Tuesday, March 11, 2014
Jean Paul Smartre
You may have noticed, or you may have not, but months ago I changed the tagline on RoundSeventeen to L'enfer, c'est les autres.
If I know my audience, and I believe I do, none of you 14 lazy bastards bothered to Google the translation.
Allow me to enable your apathetic nature.
It's taken from the French existentialist Jean-Paul Sartre. I don't quote Sartre often. Mostly because I am not all that familiar with his work. And because I always mispronounce his name, which shouldn't embarrass me, but does.
L'enfer, c'est les autres means "Hell is other people."
And in most cases it is true. Unless the people in question are the performers who work at Cirque de Soleil.
Last week, we ventured into Santa Monica, an undertaking that requires more and more effort due to the overdevelopment and traffic. We entered the Big Top near the pier and for two hours we sat, jaws dropped, and immersed ourselves into this weird and wonderful world.

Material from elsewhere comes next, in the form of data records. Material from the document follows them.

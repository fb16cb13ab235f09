//! Torpedo behavior: run straight, arm after the fuse, expire after the lifetime.

use tracing::trace;

use crate::behavior::{Behavior, TickContext};
use crate::behaviors::kinematics;
use crate::entity::{Entity, EntityInner};
use crate::output::{Command, Output};

/// Behavior for [`EntityTag::Torpedo`](crate::entity::EntityTag::Torpedo).
#[derive(Debug, Default, Clone, Copy)]
pub struct TorpedoBehavior;

impl Behavior for TorpedoBehavior {
    fn name(&self) -> &'static str {
        "torpedo"
    }

    fn update(&self, entity: &mut Entity, ctx: &mut TickContext<'_>) -> Vec<Output> {
        let id = entity.id();
        let (motion, inner) = entity.parts_mut();
        let EntityInner::Torpedo(torpedo) = inner else {
            return Vec::new();
        };

        let mut outputs = kinematics::advance(id, motion, ctx);
        torpedo.age += ctx.dt;
        if !motion.is_explosive() && torpedo.is_armed() {
            trace!(torpedo = %id, "armed");
            motion.set_explosive(true);
        }
        if torpedo.is_expired() {
            trace!(torpedo = %id, age = torpedo.age, "expired");
            outputs.push(Command::Despawn { target: id }.into());
        }
        outputs
    }
}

It's still in town for a few days so I won't do any spoiling, suffice to say the show is an end-to-end display of human beings doing things human beings cannot possibly do.
This is noteworthy.
I can go to Staples Center and watch the now-terrible Lakers and think to myself, "Geez I could have hit that free throw or made that lay up." Or I could walk the grounds at the Riviera Club and watch the Northern Open and think, "I could have birdied that easy Par 3 hole."
These are all within the realm of possibility.
But at Cirque de Soleil, I witnessed what can only be described as the impossible.
Of course that didn't stop me from my occasional flights of delusion. At one point in the show, I leaned over to my wife and whispered, "I could do that."
And then, as she often does, she rolled her eyes as if to say, "L'enfer, c'est assis a cote de mon mari."
Translation: Hell, is sitting next to my husband.